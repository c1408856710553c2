//! Vigil Daemon - fall-alert ingestion for the home-guardian twin
//!
//! This binary runs as a background daemon, maintaining transport
//! connections to the fall sensors and driving the alert state machine.
//! Headless: alert intents go to a logging actuator; embedding hosts use
//! the `vigild` library crate directly instead.
//!
//! # Usage
//!
//! ```bash
//! # Start the daemon (foreground)
//! vigild start
//!
//! # Start the daemon (background/daemonized)
//! vigild start -d
//!
//! # Start with an explicit config file
//! vigild start --config /etc/vigil/vigil.toml
//!
//! # Stop the daemon
//! vigild stop
//!
//! # Check daemon status
//! vigild status
//!
//! # Enable debug logging
//! RUST_LOG=vigild=debug vigild start
//! ```
//!
//! # Signal Handling
//!
//! - SIGTERM/SIGINT: Graceful shutdown (adapters unsubscribed and joined)

use std::fs::{self, File};
use std::io::{Read, Write};
use std::path::PathBuf;
use std::process;

use anyhow::{bail, Context, Result};
use clap::{Parser, Subcommand};
use tokio_util::sync::CancellationToken;
use tracing::{error, info, warn};
use tracing_subscriber::EnvFilter;

use vigild::actuator::LoggingActuator;
use vigild::config::DaemonConfig;
use vigild::driver::{spawn_driver_task, Driver};
use vigild::queue::event_queue;
use vigild::transport::{spawn_broker_adapter, spawn_serial_adapter, TransportHandle};

/// Vigil daemon - fall-sensor ingestion and alerting
#[derive(Parser, Debug)]
#[command(name = "vigild", version, about)]
struct Args {
    #[command(subcommand)]
    command: Option<Command>,
}

#[derive(Subcommand, Debug)]
enum Command {
    /// Start the daemon
    Start {
        /// Run as a background daemon (fork to background)
        #[arg(short = 'd', long)]
        daemon: bool,

        /// Path to the TOML config file
        #[arg(short, long)]
        config: Option<PathBuf>,
    },
    /// Stop the running daemon
    Stop,
    /// Show daemon status
    Status,
}

fn state_dir() -> PathBuf {
    dirs::state_dir()
        .unwrap_or_else(|| PathBuf::from("/tmp"))
        .join("vigil")
}

fn pid_file_path() -> PathBuf {
    state_dir().join("vigild.pid")
}

fn log_file_path() -> PathBuf {
    state_dir().join("vigild.log")
}

fn read_pid() -> Option<u32> {
    let path = pid_file_path();
    let mut file = File::open(&path).ok()?;
    let mut contents = String::new();
    file.read_to_string(&mut contents).ok()?;
    contents.trim().parse().ok()
}

fn write_pid() -> Result<()> {
    let path = pid_file_path();
    if let Some(parent) = path.parent() {
        fs::create_dir_all(parent).context("Failed to create state directory")?;
    }
    let mut file = File::create(&path).context("Failed to create PID file")?;
    write!(file, "{}", process::id()).context("Failed to write PID")?;
    Ok(())
}

fn remove_pid_file() {
    let path = pid_file_path();
    let _ = fs::remove_file(path);
}

fn is_process_running(pid: u32) -> bool {
    PathBuf::from(format!("/proc/{pid}")).exists()
}

fn is_daemon_running() -> Option<u32> {
    if let Some(pid) = read_pid() {
        if is_process_running(pid) {
            return Some(pid);
        }
        remove_pid_file();
    }
    None
}

fn stop_daemon(pid: u32) -> Result<()> {
    #[cfg(unix)]
    {
        let result = unsafe { libc::kill(pid as i32, libc::SIGTERM) };
        if result != 0 {
            bail!("Failed to send SIGTERM to process {pid}");
        }
    }
    #[cfg(not(unix))]
    {
        bail!("Stop command is only supported on Unix systems");
    }
    Ok(())
}

fn main() -> Result<()> {
    let args = Args::parse();

    let command = args.command.unwrap_or(Command::Start {
        daemon: false,
        config: None,
    });

    match command {
        Command::Start { daemon, config } => {
            if let Some(pid) = is_daemon_running() {
                eprintln!("Daemon is already running (PID {pid})");
                eprintln!("Use 'vigild stop' to stop it first.");
                process::exit(1);
            }

            if daemon {
                daemonize()?;
            }

            write_pid()?;

            let result = run_daemon(config);

            remove_pid_file();

            result
        }
        Command::Stop => {
            if let Some(pid) = is_daemon_running() {
                println!("Stopping daemon (PID {pid})...");
                stop_daemon(pid)?;

                for _ in 0..50 {
                    if !is_process_running(pid) {
                        println!("Daemon stopped.");
                        return Ok(());
                    }
                    std::thread::sleep(std::time::Duration::from_millis(100));
                }

                eprintln!("Daemon did not stop within 5 seconds.");
                process::exit(1);
            } else {
                println!("Daemon is not running.");
                Ok(())
            }
        }
        Command::Status => {
            if let Some(pid) = is_daemon_running() {
                println!("Daemon is running (PID {pid})");
                println!("Log: {}", log_file_path().display());
                Ok(())
            } else {
                println!("Daemon is not running.");
                process::exit(1);
            }
        }
    }
}

fn daemonize() -> Result<()> {
    use daemonize::Daemonize;

    let log_path = log_file_path();

    if let Some(parent) = log_path.parent() {
        fs::create_dir_all(parent).context("Failed to create log directory")?;
    }

    let stdout = File::create(&log_path).context("Failed to create log file for stdout")?;
    let stderr = File::create(&log_path).context("Failed to create log file for stderr")?;

    let daemonize = Daemonize::new()
        .working_directory("/")
        .stdout(stdout)
        .stderr(stderr);

    daemonize.start().context("Failed to daemonize")?;

    Ok(())
}

/// Runs the daemon (async entry point).
#[tokio::main]
async fn run_daemon(config_path: Option<PathBuf>) -> Result<()> {
    tracing_subscriber::fmt()
        .with_env_filter(
            EnvFilter::from_default_env()
                .add_directive("vigild=info".parse()?)
                .add_directive("vigil_core=info".parse()?)
                .add_directive("vigil_protocol=info".parse()?),
        )
        .init();

    info!(
        version = env!("CARGO_PKG_VERSION"),
        pid = process::id(),
        "Vigil daemon starting"
    );

    let config =
        DaemonConfig::load(config_path.as_deref()).context("Failed to load configuration")?;

    let cancel_token = CancellationToken::new();

    let shutdown_token = cancel_token.clone();
    tokio::spawn(async move {
        if let Err(e) = wait_for_shutdown_signal().await {
            error!(error = %e, "Error waiting for shutdown signal");
        }
        info!("Shutdown signal received");
        shutdown_token.cancel();
    });

    let (pusher, drain) = event_queue(config.tick.queue_capacity);

    let mut transports: Vec<TransportHandle> = Vec::new();
    if config.broker.enabled {
        transports.push(spawn_broker_adapter(config.broker.clone(), pusher.clone()));
        info!("Broker adapter spawned");
    }
    if config.serial.enabled {
        transports.push(spawn_serial_adapter(config.serial.clone(), pusher.clone()));
        info!("Serial adapter spawned");
    }

    let driver = Driver::new(&config, drain, Box::new(LoggingActuator));
    let driver_task = spawn_driver_task(driver, config.tick.period(), cancel_token.clone());
    info!(tick_rate_hz = config.tick.rate_hz, "Driver started");

    // Park until shutdown is requested.
    cancel_token.cancelled().await;

    for handle in transports {
        let kind = handle.kind();
        if let Err(e) = handle.shutdown().await {
            // Abandoned loop: resource considered leaked, process continues.
            warn!(transport = %kind, error = %e, "Transport shutdown incomplete");
        }
    }

    match driver_task.await {
        Ok(driver) => {
            let state = driver.alert_state();
            info!(final_state = %state, "Driver stopped");
        }
        Err(e) => error!(error = %e, "Driver task failed"),
    }

    info!("Vigil daemon stopped");
    Ok(())
}

/// Waits for a shutdown signal (SIGTERM or SIGINT).
async fn wait_for_shutdown_signal() -> Result<()> {
    #[cfg(unix)]
    {
        use tokio::signal::unix::{signal, SignalKind};

        let mut sigterm = signal(SignalKind::terminate())?;
        let mut sigint = signal(SignalKind::interrupt())?;

        tokio::select! {
            _ = sigterm.recv() => {
                info!("Received SIGTERM");
            }
            _ = sigint.recv() => {
                info!("Received SIGINT");
            }
        }
    }

    #[cfg(not(unix))]
    {
        tokio::signal::ctrl_c().await?;
        info!("Received Ctrl+C");
    }

    Ok(())
}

→ **The task**
In the lines above, find the word "async" and copy each line that contains it.

→ **Your solution**
/// Runs the daemon (async entry point).
async fn run_daemon(config_path: Option<PathBuf>) -> Result<()> {
    tokio::spawn(async move {
async fn wait_for_shutdown_signal() -> Result<()> {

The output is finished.